Holiday visits don't go as well as desired; gifts often show less than thoughtfulness or awareness of who we are and what we value. Longing to have everything go smoothly, we often raise our levels of expectation beyond the possible, surpassing the probable or the highly likely. Guests often say what is on their minds, listening in-laws disregarded. Teens and young adults sometimes are not participating as we might wish (if they bother to appear at all.) Remember: these perceived faux-pas are not about you. Forgive, let the snubs and slights roll away and resolve to reduce expectations next year.

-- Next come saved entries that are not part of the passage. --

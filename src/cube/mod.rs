//! Mass-spectrometry imaging datacube.
//!
//! The cube stores `width × height × n_mz` intensities pixel-major: the
//! spectrum of pixel `(x, y)` is the contiguous slice starting at
//! `(y · width + x) · n_mz`. An ion image is the slice of the cube at one
//! m/z index.

pub mod annotation;
pub mod io;
mod stats;

pub use stats::PeakStatistics;

use crate::error::FusionError;
use crate::image::ImageF32;
use crate::spectra::{AlignedSpectra, MzTolerance};

#[derive(Clone, Debug, PartialEq)]
pub struct MsiCube {
    width: usize,
    height: usize,
    mzs: Vec<f64>,
    data: Vec<f32>,
}

impl MsiCube {
    pub fn new(
        width: usize,
        height: usize,
        mzs: Vec<f64>,
        data: Vec<f32>,
    ) -> Result<Self, FusionError> {
        if width == 0 || height == 0 || mzs.is_empty() {
            return Err(FusionError::EmptyInput { what: "datacube" });
        }
        let expected = width * height * mzs.len();
        if data.len() != expected {
            return Err(FusionError::ShapeMismatch {
                what: "datacube intensities",
                expected,
                found: data.len(),
            });
        }
        Ok(Self {
            width,
            height,
            mzs,
            data,
        })
    }

    /// Scatter aligned pixel spectra into a zero-initialised cube. Pixels
    /// without a spectrum stay zero.
    pub fn from_spectra(
        width: usize,
        height: usize,
        aligned: &AlignedSpectra,
    ) -> Result<Self, FusionError> {
        let n = aligned.mzs.len();
        let mut cube = Self::new(width, height, aligned.mzs.clone(), vec![0.0; width * height * n])?;
        for pixel in &aligned.pixels {
            if pixel.x >= width || pixel.y >= height {
                return Err(FusionError::PixelOutOfBounds {
                    x: pixel.x,
                    y: pixel.y,
                    width,
                    height,
                });
            }
            if pixel.intensities.len() != n {
                return Err(FusionError::ShapeMismatch {
                    what: "aligned pixel spectrum",
                    expected: n,
                    found: pixel.intensities.len(),
                });
            }
            let start = (pixel.y * width + pixel.x) * n;
            for (dst, &v) in cube.data[start..start + n].iter_mut().zip(&pixel.intensities) {
                *dst = v as f32;
            }
        }
        Ok(cube)
    }

    /// Stack equally sized ion images, one per m/z.
    pub fn from_ion_images(mzs: Vec<f64>, images: &[ImageF32]) -> Result<Self, FusionError> {
        let first = images
            .first()
            .ok_or(FusionError::EmptyInput { what: "ion images" })?;
        if images.len() != mzs.len() {
            return Err(FusionError::ShapeMismatch {
                what: "m/z axis",
                expected: images.len(),
                found: mzs.len(),
            });
        }
        let (w, h, n) = (first.w, first.h, images.len());
        let mut data = vec![0.0; w * h * n];
        for (k, img) in images.iter().enumerate() {
            if !img.same_shape(first) {
                return Err(FusionError::ShapeMismatch {
                    what: "ion image pixels",
                    expected: w * h,
                    found: img.len(),
                });
            }
            for y in 0..h {
                for x in 0..w {
                    data[(y * w + x) * n + k] = img.get(x, y);
                }
            }
        }
        Self::new(w, h, mzs, data)
    }

    pub fn width(&self) -> usize {
        self.width
    }

    pub fn height(&self) -> usize {
        self.height
    }

    pub fn n_mz(&self) -> usize {
        self.mzs.len()
    }

    pub fn mzs(&self) -> &[f64] {
        &self.mzs
    }

    pub fn pixel_count(&self) -> usize {
        self.width * self.height
    }

    pub fn spectrum_at(&self, x: usize, y: usize) -> &[f32] {
        let n = self.n_mz();
        let start = (y * self.width + x) * n;
        &self.data[start..start + n]
    }

    pub fn ion_image(&self, k: usize) -> ImageF32 {
        let n = self.n_mz();
        let mut img = ImageF32::new(self.width, self.height);
        for (dst, spectrum) in img.data.iter_mut().zip(self.data.chunks_exact(n)) {
            *dst = spectrum[k];
        }
        img
    }

    /// Ion image summed over every m/z within tolerance of `mz`.
    pub fn ion_image_at(&self, mz: f64, tolerance: MzTolerance) -> Option<ImageF32> {
        let ks: Vec<usize> = (0..self.n_mz())
            .filter(|&k| tolerance.contains(mz, self.mzs[k]))
            .collect();
        if ks.is_empty() {
            return None;
        }
        let n = self.n_mz();
        let mut img = ImageF32::new(self.width, self.height);
        for (dst, spectrum) in img.data.iter_mut().zip(self.data.chunks_exact(n)) {
            *dst = ks.iter().map(|&k| spectrum[k]).sum();
        }
        Some(img)
    }

    pub fn ion_images(&self) -> Vec<ImageF32> {
        (0..self.n_mz()).map(|k| self.ion_image(k)).collect()
    }

    pub fn mean_spectrum(&self) -> Vec<f64> {
        let n = self.n_mz();
        let mut acc = vec![0.0f64; n];
        for spectrum in self.data.chunks_exact(n) {
            for (a, &v) in acc.iter_mut().zip(spectrum) {
                *a += v as f64;
            }
        }
        let count = self.pixel_count() as f64;
        acc.iter_mut().for_each(|a| *a /= count);
        acc
    }

    pub fn total_ion_image(&self) -> ImageF32 {
        let mut img = ImageF32::new(self.width, self.height);
        for (dst, spectrum) in img.data.iter_mut().zip(self.data.chunks_exact(self.n_mz())) {
            *dst = spectrum.iter().sum();
        }
        img
    }

    /// Divide every pixel spectrum by its total ion count.
    pub fn normalize_tic(&mut self) {
        let n = self.n_mz();
        for spectrum in self.data.chunks_exact_mut(n) {
            let tic: f32 = spectrum.iter().sum();
            if tic > 0.0 {
                spectrum.iter_mut().for_each(|v| *v /= tic);
            }
        }
    }

    pub fn peak_statistics(&self) -> Vec<PeakStatistics> {
        stats::peak_statistics(self)
    }
}
//! Seeded region growing on a single-channel image.
//!
//! Growth is a stack-driven flood fill over 8-neighbours: a pixel joins the
//! region when its intensity lies in the current acceptance interval. The
//! confidence-connected variant derives that interval from region statistics
//! and regrows from scratch after every re-estimation, so the final region
//! is always connected to at least one seed.

use super::components::neighbors;
use super::region_accumulator::RegionAccumulator;
use crate::image::ImageF32;
use log::debug;
use serde::{Deserialize, Serialize};

/// Summary statistics of a grown region.
#[derive(Clone, Copy, Debug, Default, PartialEq, Serialize, Deserialize)]
#[serde(rename_all = "camelCase")]
pub struct RegionStats {
    pub area: usize,
    pub mean: f32,
    pub std: f32,
    pub centroid: [f32; 2],
    /// Acceptance interval used by the final growth pass.
    pub lower: f32,
    pub upper: f32,
}

impl RegionStats {
    fn from_accumulator(acc: &RegionAccumulator, lower: f32, upper: f32) -> Self {
        let centroid = acc.centroid();
        Self {
            area: acc.len(),
            mean: acc.mean() as f32,
            std: acc.std() as f32,
            centroid: [centroid[0] as f32, centroid[1] as f32],
            lower,
            upper,
        }
    }

    /// Statistics of the pixels set in `mask`, keeping the given interval.
    pub(super) fn of_mask(image: &ImageF32, mask: &[bool], lower: f32, upper: f32) -> Self {
        let w = image.w;
        let mut acc = RegionAccumulator::with_capacity(mask.len());
        for (idx, _) in mask.iter().enumerate().filter(|(_, &m)| m) {
            acc.push(idx, idx % w, idx / w, image.data[idx]);
        }
        Self::from_accumulator(&acc, lower, upper)
    }
}

/// Grown region: a binary mask plus its statistics.
#[derive(Clone, Debug, Default, PartialEq)]
pub struct Region {
    pub mask: Vec<bool>,
    pub stats: RegionStats,
}

pub(super) struct RegionGrower<'a> {
    image: &'a ImageF32,
    used: Vec<u8>,
    stack: Vec<usize>,
    region: RegionAccumulator,
}

impl<'a> RegionGrower<'a> {
    pub(super) fn new(image: &'a ImageF32) -> Self {
        Self {
            image,
            used: vec![0u8; image.len()],
            stack: Vec::with_capacity(64),
            region: RegionAccumulator::with_capacity(256),
        }
    }

    /// Grow from all `seeds` with the interval `[lower, upper]`.
    pub(super) fn grow(&mut self, seeds: &[(usize, usize)], lower: f32, upper: f32) -> Region {
        self.used.iter_mut().for_each(|u| *u = 0);
        self.stack.clear();
        self.region.reset();

        let (w, h) = (self.image.w, self.image.h);
        let accept = |v: f32| v.is_finite() && v >= lower && v <= upper;
        for &(x, y) in seeds {
            if x >= w || y >= h {
                continue;
            }
            let idx = y * w + x;
            if self.used[idx] == 0 && accept(self.image.data[idx]) {
                self.used[idx] = 1;
                self.stack.push(idx);
            }
        }

        while let Some(idx) = self.stack.pop() {
            self.region.push(idx, idx % w, idx / w, self.image.data[idx]);
            for n in neighbors(idx, w, h) {
                if self.used[n] == 0 && accept(self.image.data[n]) {
                    self.used[n] = 1;
                    self.stack.push(n);
                }
            }
        }

        let mut mask = vec![false; w * h];
        for &idx in &self.region.indices {
            mask[idx] = true;
        }
        Region {
            mask,
            stats: RegionStats::from_accumulator(&self.region, lower, upper),
        }
    }

    /// Mean and σ over the `(2r + 1)²` neighbourhoods of the seeds.
    fn seed_statistics(&mut self, seeds: &[(usize, usize)], radius: usize) -> (f64, f64) {
        let (w, h) = (self.image.w, self.image.h);
        self.region.reset();
        self.used.iter_mut().for_each(|u| *u = 0);
        for &(sx, sy) in seeds {
            if sx >= w || sy >= h {
                continue;
            }
            for y in sy.saturating_sub(radius)..=(sy + radius).min(h - 1) {
                for x in sx.saturating_sub(radius)..=(sx + radius).min(w - 1) {
                    let idx = y * w + x;
                    let v = self.image.data[idx];
                    if self.used[idx] == 0 && v.is_finite() {
                        self.used[idx] = 1;
                        self.region.push(idx, x, y, v);
                    }
                }
            }
        }
        self.region.mark_as(&mut self.used, 0);
        (self.region.mean(), self.region.std())
    }

    pub(super) fn grow_confident(
        &mut self,
        seeds: &[(usize, usize)],
        multiplier: f32,
        iterations: usize,
        radius: usize,
    ) -> Region {
        let (mut mean, mut std) = self.seed_statistics(seeds, radius);
        let k = multiplier.max(0.0) as f64;
        let mut region = self.grow(seeds, (mean - k * std) as f32, (mean + k * std) as f32);
        for it in 0..iterations {
            if region.stats.area == 0 {
                break;
            }
            let (next_mean, next_std) = (region.stats.mean as f64, region.stats.std as f64);
            if (next_mean - mean).abs() <= 1e-9 && (next_std - std).abs() <= 1e-9 {
                debug!("confidence growth converged after {it} re-estimations");
                break;
            }
            mean = next_mean;
            std = next_std;
            region = self.grow(seeds, (mean - k * std) as f32, (mean + k * std) as f32);
        }
        region
    }
}

/// Connected-threshold growth from `seeds` (as `(x, y)`).
pub fn region_growing(image: &ImageF32, seeds: &[(usize, usize)], lower: f32, upper: f32) -> Region {
    RegionGrower::new(image).grow(seeds, lower, upper)
}

/// Confidence-connected growth: interval `mean ± multiplier · σ` re-estimated
/// from the region `iterations` times.
pub fn adaptive_region_growing(
    image: &ImageF32,
    seeds: &[(usize, usize)],
    multiplier: f32,
    iterations: usize,
    radius: usize,
) -> Region {
    RegionGrower::new(image).grow_confident(seeds, multiplier, iterations, radius)
}
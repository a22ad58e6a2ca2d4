//! Owned single-channel f32 image in row-major layout (stride == width).
//!
//! Ion images, reference images, representative images and warped outputs
//! all use this type. Provides row access through [`ImageView`](super::ImageView).
use serde::{Deserialize, Serialize};

#[derive(Clone, Debug, Default, PartialEq, Serialize, Deserialize)]
pub struct ImageF32 {
    /// Image width in pixels
    pub w: usize,
    /// Image height in pixels
    pub h: usize,
    /// Number of f32 elements between consecutive rows (equals `w`)
    pub stride: usize,
    /// Backing storage in row-major order
    pub data: Vec<f32>,
}

impl ImageF32 {
    /// Construct a zero-initialized buffer of size `w × h`.
    pub fn new(w: usize, h: usize) -> Self {
        Self {
            w,
            h,
            stride: w,
            data: vec![0.0; w * h],
        }
    }

    /// Wrap an existing row-major buffer. Returns `None` when the length does
    /// not match `w * h`.
    pub fn from_vec(w: usize, h: usize, data: Vec<f32>) -> Option<Self> {
        (data.len() == w * h).then_some(Self {
            w,
            h,
            stride: w,
            data,
        })
    }

    /// Image filled with a constant value.
    pub fn filled(w: usize, h: usize, value: f32) -> Self {
        Self {
            w,
            h,
            stride: w,
            data: vec![value; w * h],
        }
    }

    #[inline]
    /// Convert (x, y) to a linear index into `data`.
    pub fn idx(&self, x: usize, y: usize) -> usize {
        y * self.stride + x
    }
    #[inline]
    /// Get the pixel value at (x, y).
    pub fn get(&self, x: usize, y: usize) -> f32 {
        self.data[self.idx(x, y)]
    }
    #[inline]
    /// Set the pixel value at (x, y).
    pub fn set(&mut self, x: usize, y: usize, v: f32) {
        let i = self.idx(x, y);
        self.data[i] = v;
    }

    pub fn len(&self) -> usize {
        self.w * self.h
    }

    pub fn is_empty(&self) -> bool {
        self.w == 0 || self.h == 0
    }

    pub fn same_shape(&self, other: &ImageF32) -> bool {
        self.w == other.w && self.h == other.h
    }

    /// Smallest and largest finite pixel values, `None` for empty or all-NaN images.
    pub fn min_max(&self) -> Option<(f32, f32)> {
        let mut lo = f32::INFINITY;
        let mut hi = f32::NEG_INFINITY;
        for &v in self.data.iter().filter(|v| v.is_finite()) {
            lo = lo.min(v);
            hi = hi.max(v);
        }
        (lo <= hi).then_some((lo, hi))
    }

    pub fn sum(&self) -> f64 {
        self.data.iter().map(|&v| v as f64).sum()
    }

    pub fn mean(&self) -> f32 {
        if self.data.is_empty() {
            0.0
        } else {
            (self.sum() / self.data.len() as f64) as f32
        }
    }

    /// Min–max rescale into `[0, 1]`. A constant image maps to zeros.
    pub fn normalized(&self) -> ImageF32 {
        let mut out = self.clone();
        out.normalize_in_place();
        out
    }

    pub fn normalize_in_place(&mut self) {
        let Some((lo, hi)) = self.min_max() else {
            return;
        };
        let range = hi - lo;
        for v in &mut self.data {
            *v = if range > f32::EPSILON && v.is_finite() {
                (*v - lo) / range
            } else {
                0.0
            };
        }
    }
}

impl crate::image::traits::ImageView for ImageF32 {
    type Pixel = f32;

    #[inline]
    fn width(&self) -> usize {
        self.w
    }
    #[inline]
    fn height(&self) -> usize {
        self.h
    }
    #[inline]
    fn stride(&self) -> usize {
        self.stride
    }
    #[inline]
    fn row(&self, y: usize) -> &[f32] {
        let start = y * self.stride;
        &self.data[start..start + self.w]
    }
}

impl crate::image::traits::ImageViewMut for ImageF32 {
    #[inline]
    fn row_mut(&mut self, y: usize) -> &mut [f32] {
        let start = y * self.stride;
        let end = start + self.w;
        &mut self.data[start..end]
    }
}

#[cfg(test)]
mod tests {
    use super::*;

    #[test]
    fn normalized_maps_range_to_unit_interval() {
        let img = ImageF32::from_vec(2, 2, vec![2.0, 4.0, 6.0, 10.0]).unwrap();
        let n = img.normalized();
        assert_eq!(n.data, vec![0.0, 0.25, 0.5, 1.0]);
    }

    #[test]
    fn constant_image_normalizes_to_zero() {
        let n = ImageF32::filled(3, 2, 7.0).normalized();
        assert!(n.data.iter().all(|&v| v == 0.0));
    }

    #[test]
    fn from_vec_rejects_wrong_length() {
        assert!(ImageF32::from_vec(3, 3, vec![0.0; 8]).is_none());
    }
}
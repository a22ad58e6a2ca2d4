#![doc = include_str!("../README.md")]

// Public modules (stable-ish surface)
pub mod cube;
pub mod diagnostics;
pub mod error;
pub mod fusion;
pub mod image;
pub mod pipeline;
pub mod registration;
pub mod segmentation;
pub mod spectra;

// Building blocks shared by the stages and the command-line tools.
pub mod angle;
pub mod config;
pub mod pyramid;
pub mod stats;

// --- High-level re-exports -------------------------------------------------

// Main entry points: pipeline + results.
pub use crate::error::FusionError;
pub use crate::pipeline::{FusionParams, FusionPipeline};

// Reports returned by the pipeline.
pub use crate::diagnostics::{FusionReport, TimingBreakdown};

// Stage drivers, usable on their own.
pub use crate::fusion::{Fusion, FusionResult};
pub use crate::registration::{Registrar, RegistrationResult, RigidTransform};
pub use crate::segmentation::{SegmentationResult, Segmenter};
pub use crate::spectra::{AlignedSpectra, PeakAligner};

// --- Prelude ---------------------------------------------------------------

/// Small prelude for quick experiments.
///
/// ```no_run
/// use msi_fusion::prelude::*;
///
/// # fn main() -> Result<(), FusionError> {
/// let (w, h) = (32usize, 24usize);
/// let images = vec![ImageF32::new(w, h); 4];
/// let cube = MsiCube::from_ion_images(vec![100.0, 200.0, 300.0, 400.0], &images)?;
/// let reference = ImageF32::new(64, 48);
///
/// let pipeline = FusionPipeline::new(FusionParams::default());
/// let report = pipeline.process_cube(&cube, &reference)?;
/// println!("{}", report.summary());
/// # Ok(())
/// # }
/// ```
pub mod prelude {
    pub use crate::cube::MsiCube;
    pub use crate::image::{ImageF32, LabelImage};
    pub use crate::spectra::{PixelSpectrum, Spectrum};
    pub use crate::{FusionError, FusionParams, FusionPipeline, FusionReport};
}
use super::error::DecompositionError;
use super::linalg::truncated_svd;
use nalgebra::{DMatrix, DVector, RowDVector};

/// Principal component model of the rows of a data matrix.
#[derive(Clone, Debug)]
pub struct PcaModel {
    /// Column means removed before the decomposition.
    pub mean: RowDVector<f64>,
    /// Principal axes as rows, `k × cols`.
    pub components: DMatrix<f64>,
    /// Training scores, `rows × k`.
    pub scores: DMatrix<f64>,
    pub explained_variance: Vec<f64>,
    pub explained_variance_ratio: Vec<f64>,
}

impl PcaModel {
    /// Scores of a new observation.
    pub fn transform(&self, row: &RowDVector<f64>) -> Result<DVector<f64>, DecompositionError> {
        if row.len() != self.mean.len() {
            return Err(DecompositionError::ShapeMismatch {
                what: "observation",
                expected: self.mean.len(),
                found: row.len(),
            });
        }
        Ok(&self.components * (row - &self.mean).transpose())
    }

    pub fn n_components(&self) -> usize {
        self.components.nrows()
    }
}

pub fn pca(x: &DMatrix<f64>, n_components: usize) -> Result<PcaModel, DecompositionError> {
    let (rows, cols) = x.shape();
    if rows < 2 {
        return Err(DecompositionError::TooFewObservations { found: rows });
    }
    let max = rows.min(cols);
    if n_components == 0 || n_components > max {
        return Err(DecompositionError::InvalidComponents {
            requested: n_components,
            max,
        });
    }
    let mean = x.row_mean();
    let mut centered = x.clone();
    for mut row in centered.row_iter_mut() {
        row -= &mean;
    }

    let svd = truncated_svd(&centered, n_components);
    let scores = &svd.u * DMatrix::from_diagonal(&svd.sigma);
    let dof = (rows - 1) as f64;
    let total: f64 = svd.all_eigenvalues.iter().sum::<f64>() / dof;
    let explained_variance: Vec<f64> = svd.sigma.iter().map(|s| s * s / dof).collect();
    let explained_variance_ratio = explained_variance
        .iter()
        .map(|v| if total > 0.0 { v / total } else { 0.0 })
        .collect();

    Ok(PcaModel {
        mean,
        components: svd.vt,
        scores,
        explained_variance,
        explained_variance_ratio,
    })
}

Unfortunately, these disappointments take on further weight for caregivers who are generally stressed and unable to be flexible enough to shoulder the difficulties of being a host or a guest.I remember hoping that the family being present would give me some respite from always wondering where my spouse was or what he was doing. When my daughter reported that her in-law complained that my husband was "double-dipping" his potato chip into the onion dip, I was crestfallen. Why don't people understand, I wondered.
My more recent goal is to attempt to turn caregiving into comfort instead of crisis which involves lowering the bar of compliance even further than before. Whatever makes us feel comfortable is okay even if it is wearing slippers instead of shoes, eating with a spoon or even fingers, leaving the table during the meal or emitting unecessary mouth noises. Let's try to find some joy in caregiving for 2013.